• [Task statement]
Please output each entry exactly as it appears.

• [Input records]

use predicates::prelude::PredicateBooleanExt;
use predicates::str::contains;
use std::fs;

mod common;
use common::{export_json, init_db_with_seats, sc, setup_test_db, temp_out};

#[test]
fn test_shell_session_from_stdin() {
    let db_path = setup_test_db("shell_stdin");
    init_db_with_seats(&db_path);

    sc().args(["--db", &db_path, "--plain", "shell", "-r", "2", "-c", "3"])
        .write_stdin(
            "open 1-0\nname Dana\nmemo back row\ncolor 5\nattendance その他\nsave\nshow\n",
        )
        .assert()
        .success()
        .stdout(contains("editing 1-0").and(contains("saved 1-0")).and(contains("Dana")));

    let rows = export_json(&db_path, "shell_stdin");
    assert_eq!(rows[3]["name"], "Dana");
    assert_eq!(rows[3]["memo"], "back row");
    assert_eq!(rows[3]["color"], "#3399ff");
    assert_eq!(rows[3]["attendance"], "other");
}

#[test]
fn test_shell_keeps_going_after_errors() {
    let db_path = setup_test_db("shell_errors");
    init_db_with_seats(&db_path);

    sc().args(["--db", &db_path, "shell", "-r", "2", "-c", "3"])
        .write_stdin("name Nobody\nopen 7-7\nopen 0-2\nname Eli\nsave\n")
        .assert()
        .success()
        .stdout(contains("error: No seat is open").and(contains("saved 0-2")));

    assert_eq!(export_json(&db_path, "shell_errors")[2]["name"], "Eli");
}

#[test]
fn test_shell_script_file_drag_and_draw() {
    let db_path = setup_test_db("shell_script");
    init_db_with_seats(&db_path);
    let script = temp_out("shell_script", "txt");
    fs::write(
        &script,
        "# move Aiko to the back\ndrag 0-0\ndrop 1-1\nopen 1-1\ndown 3 3\nmove 40 20\nleave\nsave\nquit\nshuffle\n",
    )
    .unwrap();

    sc().args(["--db", &db_path, "shell", "--script", &script, "-r", "2", "-c", "3"])
        .assert()
        .success()
        .stdout(contains("swapped 0-0 and 1-1").and(contains("shuffled").not()));

    let rows = export_json(&db_path, "shell_script");
    assert_eq!(rows[0]["name"], "");
    assert_eq!(rows[4]["name"], "Aiko");
    assert_eq!(rows[4]["has_sketch"], true);
}

#[test]
fn test_shell_cancel_keeps_strokes_but_not_fields() {
    let db_path = setup_test_db("shell_cancel");
    init_db_with_seats(&db_path);

    sc().args(["--db", &db_path, "shell", "-r", "2", "-c", "3"])
        .write_stdin("open 0-1\nname Changed\ndown 2 2\nmove 9 9\nup\ncancel\n")
        .assert()
        .success()
        .stdout(contains("without saving"));

    let rows = export_json(&db_path, "shell_cancel");
    assert_eq!(rows[1]["name"], "Ben");
    assert_eq!(rows[1]["has_sketch"], true);
}

#[test]
fn test_shell_missing_script_fails() {
    let db_path = setup_test_db("shell_missing_script");
    init_db_with_seats(&db_path);

    sc().args(["--db", &db_path, "shell", "--script", "/nonexistent/seatchart.txt"])
        .assert()
        .failure();
}
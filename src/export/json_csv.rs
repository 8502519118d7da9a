use crate::errors::AppResult;
use crate::export::model::SeatExport;
use csv::Writer;
use std::fs;
use std::path::Path;

pub(crate) fn write_csv(path: &Path, rows: &[SeatExport]) -> AppResult<()> {
    let mut wtr = Writer::from_path(path)?;
    for row in rows {
        wtr.serialize(row)?;
    }
    wtr.flush()?;
    Ok(())
}

pub(crate) fn write_json(path: &Path, rows: &[SeatExport]) -> AppResult<()> {
    let json = serde_json::to_string_pretty(rows)?;
    fs::write(path, json)?;
    Ok(())
}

• [Solution to this task]
use predicates::prelude::PredicateBooleanExt;
use predicates::str::contains;
use std::fs;

mod common;
use common::{export_json, init_db_with_seats, sc, setup_test_db, temp_out};

#[test]
fn test_shell_session_from_stdin() {
    let db_path = setup_test_db("shell_stdin");
    init_db_with_seats(&db_path);

    sc().args(["--db", &db_path, "--plain", "shell", "-r", "2", "-c", "3"])
        .write_stdin(
            "open 1-0\nname Dana\nmemo back row\ncolor 5\nattendance その他\nsave\nshow\n",
        )
        .assert()
        .success()
        .stdout(contains("editing 1-0").and(contains("saved 1-0")).and(contains("Dana")));

    let rows = export_json(&db_path, "shell_stdin");
    assert_eq!(rows[3]["name"], "Dana");
    assert_eq!(rows[3]["memo"], "back row");
    assert_eq!(rows[3]["color"], "#3399ff");
    assert_eq!(rows[3]["attendance"], "other");
}

#[test]
fn test_shell_keeps_going_after_errors() {
    let db_path = setup_test_db("shell_errors");
    init_db_with_seats(&db_path);

    sc().args(["--db", &db_path, "shell", "-r", "2", "-c", "3"])
        .write_stdin("name Nobody\nopen 7-7\nopen 0-2\nname Eli\nsave\n")
        .assert()
        .success()
        .stdout(contains("error: No seat is open").and(contains("saved 0-2")));

    assert_eq!(export_json(&db_path, "shell_errors")[2]["name"], "Eli");
}

#[test]
fn test_shell_script_file_drag_and_draw() {
    let db_path = setup_test_db("shell_script");
    init_db_with_seats(&db_path);
    let script = temp_out("shell_script", "txt");
    fs::write(
        &script,
        "# move Aiko to the back\ndrag 0-0\ndrop 1-1\nopen 1-1\ndown 3 3\nmove 40 20\nleave\nsave\nquit\nshuffle\n",
    )
    .unwrap();

    sc().args(["--db", &db_path, "shell", "--script", &script, "-r", "2", "-c", "3"])
        .assert()
        .success()
        .stdout(contains("swapped 0-0 and 1-1").and(contains("shuffled").not()));

    let rows = export_json(&db_path, "shell_script");
    assert_eq!(rows[0]["name"], "");
    assert_eq!(rows[4]["name"], "Aiko");
    assert_eq!(rows[4]["has_sketch"], true);
}

#[test]
fn test_shell_cancel_keeps_strokes_but_not_fields() {
    let db_path = setup_test_db("shell_cancel");
    init_db_with_seats(&db_path);

    sc().args(["--db", &db_path, "shell", "-r", "2", "-c", "3"])
        .write_stdin("open 0-1\nname Changed\ndown 2 2\nmove 9 9\nup\ncancel\n")
        .assert()
        .success()
        .stdout(contains("without saving"));

    let rows = export_json(&db_path, "shell_cancel");
    assert_eq!(rows[1]["name"], "Ben");
    assert_eq!(rows[1]["has_sketch"], true);
}

#[test]
fn test_shell_missing_script_fails() {
    let db_path = setup_test_db("shell_missing_script");
    init_db_with_seats(&db_path);

    sc().args(["--db", &db_path, "shell", "--script", "/nonexistent/seatchart.txt"])
        .assert()
        .failure();
}
filename src/export/json_csv.rs
repository 8502519118d7da9a
use crate::errors::AppResult;
use crate::export::model::SeatExport;
use csv::Writer;
use std::fs;
use std::path::Path;

pub(crate) fn write_csv(path: &Path, rows: &[SeatExport]) -> AppResult<()> {
    let mut wtr = Writer::from_path(path)?;
    for row in rows {
        wtr.serialize(row)?;
    }
    wtr.flush()?;
    Ok(())
}

pub(crate) fn write_json(path: &Path, rows: &[SeatExport]) -> AppResult<()> {
    let json = serde_json::to_string_pretty(rows)?;
    fs::write(path, json)?;
    Ok(())
}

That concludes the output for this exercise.